Assim posso compreender o Ilê Axé Opô Afonjá como constituído por
microssistemas que, além de manifestar-se ritualmente em sua particularidade apontou o
dilema estrutural em que se encontram os seus religiosos.
Relevo para os esses estudos, o componente comunicativo presente nos rituais.
O componente de comunicação social presente nas festas do terreiro revela o lado
espiritual, dos seus filhos e adeptos, ao mesmo tempo, em que os relaciona às
expectativas de todo o corpo social em que estão inseridos seus atores, isto é, os filhos
de santo.
Em Porque Oxalá usa Ekodidé, enquanto projeto individual, a festa é passível de
trazer para o palco o conjunto de éticas comuns à sociedade como um todo.

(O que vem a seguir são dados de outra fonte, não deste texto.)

//! Permutation cursor: index transforms induced by reordering dimensions.

use varspace_core::{Variable, VariableCollection};

use crate::{DigitBuf, IndexCursor};

/// The index transform induced by reordering a set of variables' dimensions.
///
/// Given an ordering of variables (which may differ from their canonical
/// sorted order), this maps each linear index of the canonical space to the
/// linear index the same configuration has when the digits are read in the
/// target order. This is equivalent to transposing a multi-dimensional table.
/// With `big_endian` the target order is read most-significant digit first.
///
/// Unlike the other cursors, [`convert`](Self::convert) performs a full O(d)
/// digit decomposition and recomposition on every call; a permutation
/// scrambles locality, so there is no cheap incremental form.
///
/// The cursor doubles as a flat bidirectional counter over the *source*
/// (canonical) index: [`advance`](Self::advance) and
/// [`retreat`](Self::retreat) move it by one, and
/// [`current`](Self::current) applies the transform at read time.
///
/// # Examples
///
/// ```
/// use varspace_core::Variable;
/// use varspace_index::PermutationIndex;
///
/// let a = Variable::new(0, 2);
/// let b = Variable::new(1, 3);
///
/// // Canonical order [a, b] read most-significant first: i = x_a + 2 x_b
/// // maps to 3 x_a + x_b.
/// let perm = PermutationIndex::new(&[a, b], true);
/// assert_eq!(perm.convert(0), 0);
/// assert_eq!(perm.convert(1), 3);
/// assert_eq!(perm.convert(2), 1);
///
/// // The inverse undoes the transform.
/// let inv = perm.inverse();
/// for i in 0..6 {
///     assert_eq!(inv.convert(perm.convert(i)), i);
/// }
/// ```
#[derive(Debug, Clone, PartialEq, Eq)]
pub struct PermutationIndex {
    cursor: usize,
    pi: DigitBuf,
    dim: DigitBuf,
}

impl PermutationIndex {
    /// Creates the transform from canonical order to `order`.
    ///
    /// `pi[j]` records which canonical position supplies the digit at target
    /// position `j`; with `big_endian` the target positions are filled in
    /// reverse.
    ///
    /// # Panics
    ///
    /// Panics if `order` contains the same variable more than once.
    #[must_use]
    pub fn new(order: &[Variable], big_endian: bool) -> Self {
        let canonical = VariableCollection::from_variables(order.iter().copied());
        assert_eq!(
            canonical.nvar(),
            order.len(),
            "permutation order contains duplicate variables"
        );
        let n = order.len();
        let dim: DigitBuf = canonical.dims().iter().copied().collect();
        let mut pi = DigitBuf::with_capacity(n);
        pi.resize(n, 0);
        for (j, &var) in order.iter().enumerate() {
            let jj = if big_endian { n - 1 - j } else { j };
            let Some(k) = canonical.position(var) else {
                unreachable!()
            };
            pi[jj] = k;
        }
        Self { cursor: 0, pi, dim }
    }

    /// Converts a source (canonical-order) index into a target-order index.
    ///
    /// Decomposes `i` into per-position digits least-significant first, then
    /// recomposes them reading digits in target order.
    #[must_use]
    pub fn convert(&self, mut i: usize) -> usize {
        let mut digits = DigitBuf::with_capacity(self.dim.len());
        for &d in &self.dim {
            digits.push(i % d);
            i /= d;
        }
        let mut r = 0;
        let mut stride = 1;
        for &p in &self.pi {
            r += stride * digits[p];
            stride *= self.dim[p];
        }
        r
    }

    /// Returns the functional inverse of this transform.
    ///
    /// The inverse's dimensions are re-expressed in the permuted order and its
    /// cursor is the image of this cursor under the forward transform, so the
    /// two cursors denote the same configuration.
    #[must_use]
    pub fn inverse(&self) -> Self {
        let mut inv = self.clone();
        for (i, &p) in self.pi.iter().enumerate() {
            inv.pi[p] = i;
            inv.dim[i] = self.dim[p];
        }
        inv.cursor = self.current();
        inv
    }

    /// Sets the source index the counter stands on.
    pub fn set(&mut self, i: usize) {
        self.cursor = i;
    }

    /// Returns the source index the counter stands on.
    #[must_use]
    pub fn source_index(&self) -> usize {
        self.cursor
    }

    /// Moves the counter forward by one source index.
    pub fn advance(&mut self) {
        self.cursor += 1;
    }

    /// Moves the counter back by one source index.
    ///
    /// Must not be called when the counter stands on source index 0.
    pub fn retreat(&mut self) {
        self.cursor -= 1;
    }

    /// Resets the counter to source index 0.
    pub fn reset(&mut self) {
        self.cursor = 0;
    }

    /// Returns the target-order index of the counter's current position.
    #[must_use]
    pub fn current(&self) -> usize {
        self.convert(self.cursor)
    }

    /// Returns the total number of configurations (product of all dimensions).
    #[must_use]
    pub fn end(&self) -> usize {
        self.dim.iter().product()
    }
}

impl IndexCursor for PermutationIndex {
    fn advance(&mut self) {
        PermutationIndex::advance(self);
    }

    fn reset(&mut self) {
        PermutationIndex::reset(self);
    }

    fn current(&self) -> usize {
        PermutationIndex::current(self)
    }

    fn end(&self) -> usize {
        PermutationIndex::end(self)
    }
}
//! Core types for discrete variable spaces.
//!
//! This crate provides [`Variable`] and [`VariableCollection`], the vocabulary
//! shared by everything that works with finite multi-dimensional configuration
//! spaces. A collection fixes a canonical variable order and thereby a
//! mixed-radix encoding of configurations as linear indices; the cursors in
//! `varspace-index` consume that encoding.
//!
//! # Examples
//!
//! ```
//! use varspace_core::{Variable, VariableCollection};
//!
//! let a = Variable::new(0, 2);
//! let b = Variable::new(1, 3);
//! let joint = VariableCollection::from_variables([a, b]);
//!
//! assert_eq!(joint.num_states(), 6);
//! assert_eq!(joint.dims(), &[2, 3]);
//! ```

pub use self::{collection::*, variable::*};

mod collection;
mod variable;
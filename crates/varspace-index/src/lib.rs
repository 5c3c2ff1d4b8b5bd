//! Mixed-radix index cursors over discrete variable spaces.
//!
//! This crate provides three independent cursor components for walking the
//! joint configuration space of a [`VariableCollection`] without materializing
//! it:
//!
//! - [`ProjectingIndex`] walks the full cartesian product of a collection
//!   while lazily tracking the linear index of a contained sub-collection
//!   (marginalization order).
//! - [`EmbeddingIndex`] walks only a sub-collection's digits while producing
//!   linear indices into the full space at a fixed base offset (factor
//!   alignment order).
//! - [`PermutationIndex`] re-expresses linear indices under a reordering of
//!   the variables (table transposition).
//!
//! All three advance in amortized or exact O(d) time per step and expose the
//! same cursor surface through [`IndexCursor`].
//!
//! # Examples
//!
//! Marginalizing a joint table over `{a, b}` onto `{a}`:
//!
//! ```
//! use varspace_core::{Variable, VariableCollection};
//! use varspace_index::ProjectingIndex;
//!
//! let a = Variable::new(0, 2);
//! let b = Variable::new(1, 3);
//! let full = VariableCollection::from_variables([a, b]);
//! let sub = VariableCollection::from_variables([a]);
//!
//! let joint = [0.10, 0.20, 0.15, 0.25, 0.05, 0.25];
//! let mut marginal = [0.0_f64; 2];
//! let mut cursor = ProjectingIndex::new(&full, &sub);
//! for &p in &joint {
//!     marginal[cursor.current()] += p;
//!     cursor.advance();
//! }
//! assert!((marginal[0] - 0.30).abs() < 1e-12);
//! assert!((marginal[1] - 0.70).abs() < 1e-12);
//! ```
//!
//! [`VariableCollection`]: varspace_core::VariableCollection

pub use self::{embedding::*, permutation::*, projecting::*};

mod embedding;
mod permutation;
mod projecting;
pub mod testing;

/// Inline capacity for per-variable digit and stride buffers.
///
/// Collections rarely exceed a handful of variables; larger ones spill to the
/// heap transparently.
pub(crate) type DigitBuf = tinyvec::TinyVec<[usize; 8]>;

pub(crate) type FlagBuf = tinyvec::TinyVec<[bool; 8]>;

/// Common cursor surface shared by all three index components.
///
/// A cursor is a mutable position in an enumeration of exactly
/// [`end`](Self::end) steps. Advancing past `end()` steps is permitted but
/// yields unspecified indices; callers bound iteration themselves.
///
/// # Examples
///
/// ```
/// use varspace_core::{Variable, VariableCollection};
/// use varspace_index::{IndexCursor, ProjectingIndex};
///
/// fn collect_indices<C: IndexCursor>(mut cursor: C) -> Vec<usize> {
///     let mut out = Vec::with_capacity(cursor.end());
///     for _ in 0..cursor.end() {
///         out.push(cursor.current());
///         cursor.advance();
///     }
///     out
/// }
///
/// let full = VariableCollection::from_variables([Variable::new(0, 2)]);
/// let indices = collect_indices(ProjectingIndex::new(&full, &full));
/// assert_eq!(indices, [0, 1]);
/// ```
pub trait IndexCursor {
    /// Advances the cursor by one step.
    fn advance(&mut self);

    /// Restores the cursor to its freshly constructed position.
    fn reset(&mut self);

    /// Returns the linear index at the current position.
    fn current(&self) -> usize;

    /// Returns the total number of steps in one full enumeration.
    fn end(&self) -> usize;
}
use rusqlite::params;

use super::*;

impl CrmDb {
    /// Append a deal activity row. The log is append-only; rows are never
    /// updated or deleted.
    pub fn insert_deal_activity(&self, activity: &DbDealActivity) -> Result<(), DbError> {
        self.conn.execute(
            "INSERT INTO deal_activity (id, deal_id, user_id, title, detail, created_at)
             VALUES (?1, ?2, ?3, ?4, ?5, ?6)",
            params![
                activity.id,
                activity.deal_id,
                activity.user_id,
                activity.title,
                activity.detail,
                activity.created_at,
            ],
        )?;
        Ok(())
    }

    /// List a deal's activity, newest first.
    pub fn get_deal_activity(&self, deal_id: &str) -> Result<Vec<DbDealActivity>, DbError> {
        let mut stmt = self.conn.prepare(
            "SELECT id, deal_id, user_id, title, detail, created_at
             FROM deal_activity
             WHERE deal_id = ?1
             ORDER BY created_at DESC",
        )?;
        let rows = stmt.query_map(params![deal_id], |row| {
            Ok(DbDealActivity {
                id: row.get(0)?,
                deal_id: row.get(1)?,
                user_id: row.get(2)?,
                title: row.get(3)?,
                detail: row.get(4)?,
                created_at: row.get(5)?,
            })
        })?;
        Ok(rows.collect::<Result<Vec<_>, _>>()?)
    }
}
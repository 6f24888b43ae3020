//! Schema migration framework.
//!
//! Numbered SQL migrations are embedded at compile time via `include_str!`.
//! Each migration runs exactly once, tracked by the `schema_version` table.

use rusqlite::Connection;

struct Migration {
    version: i32,
    sql: &'static str,
}

const MIGRATIONS: &[Migration] = &[Migration {
    version: 1,
    sql: include_str!("migrations/001_baseline.sql"),
}];

/// Create the `schema_version` table if it doesn't exist.
fn ensure_schema_version_table(conn: &Connection) -> Result<(), String> {
    conn.execute_batch(
        "CREATE TABLE IF NOT EXISTS schema_version (
            version INTEGER PRIMARY KEY,
            applied_at TEXT NOT NULL DEFAULT (datetime('now'))
        );",
    )
    .map_err(|e| format!("Failed to create schema_version table: {}", e))
}

/// Return the highest applied migration version, or 0 if none.
fn current_version(conn: &Connection) -> Result<i32, String> {
    conn.query_row(
        "SELECT COALESCE(MAX(version), 0) FROM schema_version",
        [],
        |row| row.get(0),
    )
    .map_err(|e| format!("Failed to read schema version: {}", e))
}

/// Back up the database before applying migrations.
///
/// Uses SQLite's online backup API to create a hot copy at
/// `<db_path>.pre-migration.bak`. Only called when there are pending migrations.
fn backup_before_migration(conn: &Connection) -> Result<(), String> {
    let db_path: String = conn
        .query_row("PRAGMA database_list", [], |row| row.get(2))
        .map_err(|e| format!("Failed to get database path: {}", e))?;

    if db_path.is_empty() || db_path == ":memory:" {
        // In-memory or temp database — skip backup
        return Ok(());
    }

    let backup_path = format!("{}.pre-migration.bak", db_path);
    let mut backup_conn = rusqlite::Connection::open(&backup_path)
        .map_err(|e| format!("Failed to open backup file: {}", e))?;

    let backup = rusqlite::backup::Backup::new(conn, &mut backup_conn)
        .map_err(|e| format!("Failed to initialize pre-migration backup: {}", e))?;

    backup
        .step(-1)
        .map_err(|e| format!("Pre-migration backup failed: {}", e))?;

    tracing::info!("Pre-migration backup created at {}", backup_path);
    Ok(())
}

/// Run all pending migrations.
///
/// Returns the number of migrations applied (0 if already up-to-date).
///
/// Forward-compat guard: if the database has a higher version than the highest
/// known migration, returns an error telling the user to update Porchlight.
pub fn run_migrations(conn: &Connection) -> Result<usize, String> {
    ensure_schema_version_table(conn)?;

    let current = current_version(conn)?;
    let max_known = MIGRATIONS.last().map(|m| m.version).unwrap_or(0);

    // Forward-compat guard
    if current > max_known {
        return Err(format!(
            "Database schema version ({}) is newer than this version of Porchlight supports ({}). \
             Please update Porchlight to the latest version.",
            current, max_known
        ));
    }

    // Collect pending migrations
    let pending: Vec<&Migration> = MIGRATIONS.iter().filter(|m| m.version > current).collect();

    if pending.is_empty() {
        return Ok(0);
    }

    // Backup before applying any migrations
    backup_before_migration(conn)?;

    // Apply each pending migration in order
    for migration in &pending {
        conn.execute_batch(migration.sql)
            .map_err(|e| format!("Migration v{} failed: {}", migration.version, e))?;

        conn.execute(
            "INSERT INTO schema_version (version) VALUES (?1)",
            [migration.version],
        )
        .map_err(|e| format!("Failed to record migration v{}: {}", migration.version, e))?;

        tracing::info!("Applied migration v{}", migration.version);
    }

    Ok(pending.len())
}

As
observações e a participação do autor deste trabalho no contexto do espetáculo, em
particular, dão conta de que neles coexistem a um só tempo a informalidade,
“comunitas” ou “socialidade” e a obediência a um conjunto de valores comuns aos
membros da sociedade: respeita-se uma hierarquia do orixá Oxalá, exerce-se uma
micro-política, enfim, segue-se uma ética comum a toda sociedade. Na prática, os
terreiros de candomblé criam e desenvolvem modos de defesa e autovalorização.
Externa e internamente, o terreiro de candomblé revela um componente de
“etnicidade”, cujos “fenômenos relativos a comportamento ou crenças determinadas ou
condicionadas pela situação de membros de povos - etnias ou nações - inseridos em
sociedades anfitriãs” (BACELAR, 1989: 88).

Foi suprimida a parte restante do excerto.